> **Open Issue:** I'm undecided on whether indexing bytes and buffer
> objects should return small ints (like the bytes type in 3.0a1, and
> like lists or array.array('B')), or bytes/buffer objects of length 1
> (like the str type). The latter (str-like) approach will ease porting
> code from Python 2.x; but it makes it harder to extract values from a
> bytes array.
The protocol encoding and decoding world calls these "octet strings" and
it makes encoding and decoding discussions a lot easier.

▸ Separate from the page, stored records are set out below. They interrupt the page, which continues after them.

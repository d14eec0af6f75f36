//! Backup run orchestration.
//!
//! A run stamps one version directory, exports every course through a
//! [`ConcurrencyLimiter`], waits for all of them, and only then prunes old
//! version directories.

pub mod job;
pub mod limiter;


pub use job::{CourseFailure, CourseOutcome, DownloadedArtifact, JobContext, JobState, RemoteExportJob};
pub use limiter::ConcurrencyLimiter;

use crate::canvas::ExportApi;
use crate::config::{ExportConfig, RetryConfig};
use crate::courses::Course;
use crate::fs::{NameResolver, RetentionManager, RetentionReport};
use crate::report::{BackupEvent, Reporter};
use crate::utils::errors::{BackupError, Result};
use chrono::{DateTime, Local};
use std::path::{Path, PathBuf};
use std::sync::Arc;
use std::time::{Duration, Instant};
use tracing::{error, info, warn};
use uuid::Uuid;

/// strftime pattern for version directory names, e.g. `2026Y-10M-17D 14h05m`.
pub const VERSION_FORMAT: &str = "%YY-%mM-%dD %Hh%Mm";

pub fn version_name(at: &DateTime<Local>) -> String {
    at.format(VERSION_FORMAT).to_string()
}

/// Where a run writes and how many versions it keeps.
#[derive(Debug, Clone)]
pub struct RunConfig {
    pub domain: String,
    pub destination_root: PathBuf,
    pub version_limit: usize,
}

/// How each course export is driven.
#[derive(Debug, Clone)]
pub struct ExportSettings {
    pub max_concurrent: usize,
    pub poll_interval: Duration,
    /// `None` polls until the remote job reaches a terminal state
    pub max_poll_attempts: Option<u32>,
    pub archive_extension: String,
    pub retry: RetryConfig,
}

impl Default for ExportSettings {
    fn default() -> Self {
        let export = ExportConfig::default();
        Self {
            max_concurrent: export.max_concurrent,
            poll_interval: Duration::from_millis(export.poll_interval_ms),
            max_poll_attempts: export.max_poll_attempts,
            archive_extension: export.archive_extension,
            retry: RetryConfig::default(),
        }
    }
}

#[derive(Debug)]
pub struct RunSummary {
    pub run_id: String,
    pub version: String,
    /// `None` when there were no courses to back up
    pub version_dir: Option<PathBuf>,
    pub completed: Vec<DownloadedArtifact>,
    pub failed: Vec<CourseFailure>,
    pub retention: RetentionReport,
    pub duration: Duration,
}

impl RunSummary {
    pub fn total_bytes(&self) -> u64 {
        self.completed.iter().map(|a| a.size_bytes).sum()
    }

    pub fn is_clean(&self) -> bool {
        self.failed.is_empty()
    }
}

pub struct BackupSession {
    config: RunConfig,
    settings: ExportSettings,
    api: Arc<dyn ExportApi>,
    reporter: Arc<dyn Reporter>,
}

impl BackupSession {
    pub fn new(
        config: RunConfig,
        settings: ExportSettings,
        api: Arc<dyn ExportApi>,
        reporter: Arc<dyn Reporter>,
    ) -> Self {
        Self {
            config,
            settings,
            api,
            reporter,
        }
    }

    pub fn config(&self) -> &RunConfig {
        &self.config
    }

    /// Back up `courses` into a version directory stamped with the current
    /// local time.
    pub async fn run(&self, courses: &[Course]) -> Result<RunSummary> {
        self.run_at(courses, Local::now()).await
    }

    /// Same as [`run`](Self::run) with an explicit version timestamp.
    ///
    /// Only a failure to create the destination root aborts the run.
    /// Per-course failures are collected in the summary.
    pub async fn run_at(&self, courses: &[Course], started_at: DateTime<Local>) -> Result<RunSummary> {
        let started = Instant::now();
        let run_id = Uuid::new_v4().to_string();
        let root = &self.config.destination_root;

        tokio::fs::create_dir_all(root)
            .await
            .map_err(|e| BackupError::fs(root, e))?;

        let version = version_name(&started_at);
        let version_dir = root.join(&version);

        info!(
            run_id = %run_id,
            domain = %self.config.domain,
            root = %root.display(),
            "Backup run starting"
        );
        self.reporter.report(&BackupEvent::RunStarted {
            run_id: run_id.clone(),
            version: version.clone(),
            total_courses: courses.len(),
        });

        let (completed, failed) = if courses.is_empty() {
            warn!("Course list is empty, nothing to back up");
            (Vec::new(), Vec::new())
        } else {
            self.export_all(courses, &version, &version_dir).await
        };

        // Every job is terminal here; pruning never races a download.
        let retention = self.enforce_retention().await;
        for deletion in &retention.deletions {
            self.reporter.report(&BackupEvent::VersionDeleted {
                name: deletion.name.clone(),
                success: deletion.succeeded(),
                error: deletion.error.clone(),
            });
        }

        let summary = RunSummary {
            run_id,
            version,
            version_dir: (!courses.is_empty()).then_some(version_dir),
            completed,
            failed,
            retention,
            duration: started.elapsed(),
        };

        self.reporter.report(&BackupEvent::RunCompleted {
            run_id: summary.run_id.clone(),
            completed: summary.completed.len(),
            failed: summary.failed.len(),
            bytes: summary.total_bytes(),
            deleted_versions: summary.retention.deleted_count(),
            duration_secs: summary.duration.as_secs(),
        });

        Ok(summary)
    }

    async fn export_all(
        &self,
        courses: &[Course],
        version: &str,
        version_dir: &Path,
    ) -> (Vec<DownloadedArtifact>, Vec<CourseFailure>) {
        // Jobs create it again before writing, so a failure here is only
        // reported through them.
        if let Err(e) = tokio::fs::create_dir_all(version_dir).await {
            warn!(path = %version_dir.display(), error = %e, "Could not create version directory");
        }

        let ctx = Arc::new(JobContext {
            api: self.api.clone(),
            names: Arc::new(NameResolver::new(self.settings.archive_extension.clone())),
            reporter: self.reporter.clone(),
            settings: self.settings.clone(),
            version: version.to_string(),
            version_dir: version_dir.to_path_buf(),
        });

        let limiter = ConcurrencyLimiter::new(self.settings.max_concurrent);
        let jobs = courses
            .iter()
            .cloned()
            .map(|course| RemoteExportJob::new(course, ctx.clone()).run());
        let outcomes = limiter.run_all(jobs).await;

        let mut completed = Vec::new();
        let mut failed = Vec::new();
        for (course, outcome) in courses.iter().zip(outcomes) {
            match outcome {
                Ok(CourseOutcome::Completed(artifact)) => completed.push(artifact),
                Ok(CourseOutcome::Failed(failure)) => failed.push(failure),
                Err(e) => {
                    let error = format!("export task aborted: {}", e);
                    error!(course_id = %course.id, "{}", error);
                    self.reporter.report(&BackupEvent::CourseFailed {
                        course_id: course.id.clone(),
                        course_name: course.name.clone(),
                        error: error.clone(),
                    });
                    failed.push(CourseFailure {
                        course: course.clone(),
                        error,
                    });
                }
            }
        }

        (completed, failed)
    }

    async fn enforce_retention(&self) -> RetentionReport {
        let manager = RetentionManager::new(self.config.destination_root.clone(), self.config.version_limit);

        match tokio::task::spawn_blocking(move || manager.enforce()).await {
            Ok(Ok(report)) => report,
            Ok(Err(e)) => {
                error!("Retention pass failed: {}", e);
                RetentionReport::default()
            }
            Err(e) => {
                error!("Retention task aborted: {}", e);
                RetentionReport::default()
            }
        }
    }
}
//! Bounded-parallelism primitive.

use std::future::Future;
use std::sync::Arc;
use tokio::sync::Semaphore;
use tokio::task::JoinError;

/// Runs deferred units of work with at most `capacity` in flight.
///
/// Units are admitted in submission order: a permit is taken before the
/// unit is spawned, so a later unit can never start ahead of an earlier one.
/// Started units always run to completion.
pub struct ConcurrencyLimiter {
    semaphore: Arc<Semaphore>,
    capacity: usize,
}

impl ConcurrencyLimiter {
    /// A capacity of zero is treated as one.
    pub fn new(capacity: usize) -> Self {
        let capacity = capacity.max(1);
        Self {
            semaphore: Arc::new(Semaphore::new(capacity)),
            capacity,
        }
    }

    pub fn capacity(&self) -> usize {
        self.capacity
    }

    /// Units currently holding a slot.
    #[cfg(test)]
    fn in_flight(&self) -> usize {
        self.capacity - self.semaphore.available_permits()
    }

    /// Run every unit and wait for all of them.
    ///
    /// Outputs come back in submission order. A panicking unit shows up as a
    /// `JoinError` and does not affect the others.
    pub async fn run_all<I, Fut, T>(&self, units: I) -> Vec<Result<T, JoinError>>
    where
        I: IntoIterator<Item = Fut>,
        Fut: Future<Output = T> + Send + 'static,
        T: Send + 'static,
    {
        let mut handles = Vec::new();

        for unit in units {
            // The semaphore is private and never closed, so this only waits.
            let permit = self.semaphore.clone().acquire_owned().await.ok();
            handles.push(tokio::spawn(async move {
                let output = unit.await;
                drop(permit);
                output
            }));
        }

        let mut outputs = Vec::with_capacity(handles.len());
        for handle in handles {
            outputs.push(handle.await);
        }
        outputs
    }
}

ASN.1 calls
them that and it's a good thing.
In that frame of mind, the first element is an octet, and while Python
would not add a new datatype, just like it doesn't have one for
character, it would be an unsigned integer in range(256).
> Methods
> -------
>
> The following methods are supported by bytes as well as buffer, with
> similar semantics. They accept anything that implements the PEP 3118
> buffer API for bytes arguments, and return the same type as the object
> whose method is called ("self"):
First, please enforce that where these functions take a "string"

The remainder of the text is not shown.